Optimization

factors_r = ["SP500", "DTWEXAFEGS"] # "SP500" does not contain dividends; note: "DTWEXM" discontinued as of Jan 2020
factors_d = ["DGS10", "BAMLH0A0HYM2"]

Random weights

Need to generate uniformly distributed weights \(\mathbf{w}=(w_{1},w_{2},\ldots,w_{N})\) such that \(\sum_{j=1}^{N}w_{i}=1\) and \(w_{i}\geq0\):

• Approach 1: tempting to use \(w_{i}=\frac{u_{i}}{\sum_{j=1}^{N}u_{i}}\) where \(u_{i}\sim U(0,1)\) but the distribution of \(\mathbf{w}\) is not uniform

• Approach 2: instead, generate \(\text{Exp}(1)\) and then normalize

Can also scale random weights by \(M\), e.g. if sum of weights must be 10% then multiply weights by 10%.

def rand_weights1(n_sim, n_assets):  
    
    rand_exp = np.matrix(np.random.uniform(size = (n_sim, n_assets)))
    rand_exp_sum = np.sum(rand_exp, axis = 1)
    
    result = rand_exp / rand_exp_sum
    
    return result

n_assets = 3
n_sim = 10000

approach1 = rand_weights1(n_sim, n_assets)

Approach 2(a): uniform sample from the simplex (http://mathoverflow.net/a/76258) and then normalize

• If \(u\sim U(0,1)\) then \(-\ln(u)\) is an \(\text{Exp}(1)\) distribution

This is also known as generating a random vector from the symmetric Dirichlet distribution.

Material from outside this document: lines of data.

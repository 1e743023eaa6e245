use std::borrow::Cow;

use arrange::{
	ItemKey, PositionalSorter, PropertyPath, SortError, SorterConfig, property_access, resolve,
	resolve_sequence, resolve_to_pairs,
};
use pretty_assertions::assert_eq;
use rstest::rstest;
use serde_json::{Value, json};

const META_PATH: &str = "__meta.position";

/// An item whose position lives under `__meta.position`; `Null` means "no position at all".
fn item(key: &'static str, position: Value) -> (&'static str, Value) {
	if position.is_null() {
		return (key, json!({}));
	}
	(key, json!({ "__meta": { "position": position } }))
}

#[rstest]
#[case::end_goes_last(
	vec![item("second", json!("end")), item("first", Value::Null)],
	vec!["first", "second"]
)]
#[case::start_goes_first(
	vec![item("second", Value::Null), item("first", json!("start"))],
	vec!["first", "second"]
)]
#[case::start_respects_weight(
	vec![item("second", json!("start 50")), item("first", json!("start 52"))],
	vec!["first", "second"]
)]
#[case::end_respects_weight(
	vec![item("second", json!("end 17")), item("first", json!("end"))],
	vec!["first", "second"]
)]
#[case::numbers_fill_the_middle(
	vec![
		item("last", json!("end")),
		item("second", json!(17)),
		item("first", json!(5)),
		item("third", json!(18)),
	],
	vec!["first", "second", "third", "last"]
)]
#[case::before_named_item(
	vec![item("second", Value::Null), item("first", json!("before second"))],
	vec!["first", "second"]
)]
#[case::before_unknown_goes_to_start(
	vec![
		item("third", Value::Null),
		item("second", json!("before third")),
		item("first", json!("before unknown")),
	],
	vec!["first", "second", "third"]
)]
#[case::before_weight_sits_closest(
	vec![
		item("third", Value::Null),
		item("second", json!("before third")),
		item("first", json!("before third 12")),
	],
	vec!["second", "first", "third"]
)]
#[case::before_chains(
	vec![
		item("third", Value::Null),
		item("second", json!("before third")),
		item("first", json!("before second")),
	],
	vec!["first", "second", "third"]
)]
#[case::after_named_item(
	vec![item("second", json!("after first")), item("first", Value::Null)],
	vec!["first", "second"]
)]
#[case::after_unknown_precedes_end(
	vec![
		item("third", json!("end")),
		item("second", json!("after unknown")),
		item("first", Value::Null),
	],
	vec!["first", "second", "third"]
)]
#[case::after_weight_sits_closest(
	vec![
		item("third", json!("after first")),
		item("second", json!("after first 12")),
		item("first", Value::Null),
	],
	vec!["first", "second", "third"]
)]
#[case::after_chains(
	vec![
		item("third", json!("after second")),
		item("second", json!("after first")),
		item("first", Value::Null),
	],
	vec!["first", "second", "third"]
)]
#[case::keys_with_special_characters(
	vec![
		item("thi:rd", json!("end")),
		item("sec.ond", json!("before thi:rd")),
		item("fir-st", json!("before sec.ond")),
	],
	vec!["fir-st", "sec.ond", "thi:rd"]
)]
fn orders_by_meta_position(
	#[case] items: Vec<(&'static str, Value)>,
	#[case] expected: Vec<&'static str>,
) {
	let result = resolve(items, Some(&PropertyPath::new(META_PATH))).unwrap();
	assert_eq!(result, expected);
}

#[test]
fn reference_cycle_fails_instead_of_hanging() {
	let items = vec![item("a", json!("before b")), item("b", json!("before a"))];
	let err = resolve(items, Some(&PropertyPath::new(META_PATH))).unwrap_err();
	assert_eq!(
		err,
		SortError::Cycle {
			path: vec!["a".into(), "b".into(), "a".into()],
		}
	);
}

#[test]
fn empty_collection_is_empty_order() {
	let items: Vec<(&str, Value)> = Vec::new();
	assert_eq!(resolve(items, Some(&PropertyPath::new(META_PATH))).unwrap(), Vec::<&str>::new());
}

#[test]
fn readme_example_with_default_path() {
	let items = vec![
		("key1", json!({ "position": "start" })),
		("key2", json!({ "position": "before key1" })),
		("key3", json!({ "position": "after key2" })),
	];
	let sorter = PositionalSorter::new(items, &SorterConfig::default());
	assert_eq!(sorter.sorted_keys().unwrap(), vec![&"key2", &"key3", &"key1"]);
}

/// A collection keyed by both integers and names.
#[derive(Debug, Clone, PartialEq)]
enum MixedKey {
	Index(i64),
	Name(&'static str),
}

impl ItemKey for MixedKey {
	fn canonical(&self) -> Cow<'_, str> {
		match self {
			Self::Index(index) => Cow::Owned(index.to_string()),
			Self::Name(name) => Cow::Borrowed(name),
		}
	}

	fn positional_index(&self) -> Option<i64> {
		match self {
			Self::Index(index) => Some(*index),
			Self::Name(_) => None,
		}
	}
}

#[test]
fn integer_keys_drive_the_middle_slot() {
	let items = vec![
		(MixedKey::Index(2), "foo"),
		(MixedKey::Index(1), "bar"),
		(MixedKey::Name("z"), "baz"),
		(MixedKey::Name("a"), "quux"),
	];
	let result = resolve(items, None).unwrap();
	assert_eq!(
		result,
		vec![
			MixedKey::Name("z"),
			MixedKey::Name("a"),
			MixedKey::Index(1),
			MixedKey::Index(2),
		]
	);
}

#[test]
fn sequence_positions_override_numeric_text() {
	let values = vec![
		json!({ "position": 5 }),
		json!({ "position": 0 }),
		json!({ "position": "start" }),
	];
	let order = resolve_sequence(values, Some(&PropertyPath::new("position"))).unwrap();
	assert_eq!(order, vec![2, 0, 1]);
}

struct Meta {
	position: Option<&'static str>,
}

struct Stage {
	name: &'static str,
	meta: Meta,
}

property_access!(Meta { position });
property_access!(Stage { name, "__meta" => meta });

fn stage(name: &'static str, position: Option<&'static str>) -> Stage {
	Stage {
		name,
		meta: Meta { position },
	}
}

#[test]
fn records_are_ordered_through_their_fields() {
	let stages = vec![
		("render", stage("render", Some("end"))),
		("parse", stage("parse", Some("start"))),
		("lint", stage("lint", Some("after parse 1"))),
		("format", stage("format", Some("after parse 5"))),
		("check", stage("check", None)),
	];
	let pairs = resolve_to_pairs(stages, Some(&PropertyPath::new(META_PATH))).unwrap();
	let names: Vec<&str> = pairs.iter().map(|(_, stage)| stage.name).collect();
	assert_eq!(names, vec!["parse", "format", "lint", "check", "render"]);
}
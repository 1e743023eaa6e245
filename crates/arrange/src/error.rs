//! Error types for ordering and configuration.

use thiserror::Error;

/// Errors produced while resolving an order.
///
/// Malformed directives and missing anchors are not errors: they degrade to natural order and
/// the orphan placement respectively.
#[derive(Debug, Clone, PartialEq, Eq, Error)]
pub enum SortError {
	/// `before`/`after` references loop back onto themselves.
	///
	/// `path` lists the canonical keys of the loop, starting and ending with the same key.
	#[error("position reference cycle: {}", .path.join(" -> "))]
	Cycle {
		/// Canonical keys along the loop.
		path: Vec<String>,
	},
}

/// Result type for ordering operations.
pub type Result<T> = std::result::Result<T, SortError>;

/// Errors that can occur when parsing sorter configuration.
#[derive(Debug, Error)]
pub enum ConfigError {
	/// Error parsing TOML syntax or shape.
	#[error("TOML config error: {0}")]
	Toml(#[from] toml::de::Error),

	/// Error decoding a JSON configuration value.
	#[error("JSON config error: {0}")]
	Json(#[from] serde_json::Error),
}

def rand_weights2a(n_sim, n_assets, lmbda):   
    
    # inverse transform sampling: https://en.wikipedia.org/wiki/Inverse_transform_sampling
    rand_exp = np.matrix(-np.log(1 - np.random.uniform(size = (n_sim, n_assets))) / lmbda)
    rand_exp_sum = np.sum(rand_exp, axis = 1)
    
    result = rand_exp / rand_exp_sum
    
    return result

lmbda = 1

approach2a = rand_weights2a(n_sim, n_assets, lmbda)

Approach 2(b): directly generate \(\text{Exp}(1)\) and then normalize

def rand_weights2b(n_sim, n_assets):
    
    rand_exp = np.matrix(np.random.exponential(size = (n_sim, n_assets)))
    rand_exp_sum = np.sum(rand_exp, axis = 1)
    
    result = rand_exp / rand_exp_sum
    
    return result

approach2b = rand_weights2b(n_sim, n_assets)

Random turnover

How to generate random weights between lower bound \(a\) and upper bound \(b\) that sum to zero?

• Approach 1: tempting to multiply random weights by \(M\) and then subtract by \(\frac{M}{N}\) but the distribution is not between \(a\) and \(b\)

• Approach 2: instead, use an iterative approach for random turnover:

  1. Generate \(N-1\) uniformly distributed weights between \(a\) and \(b\)
  2. For \(u_{N}\) compute sum of values and subtract from \(M\)
  3. If \(u_{N}\) is between \(a\) and \(b\), then keep; otherwise, discard

Then add random turnover to previous period’s random weights.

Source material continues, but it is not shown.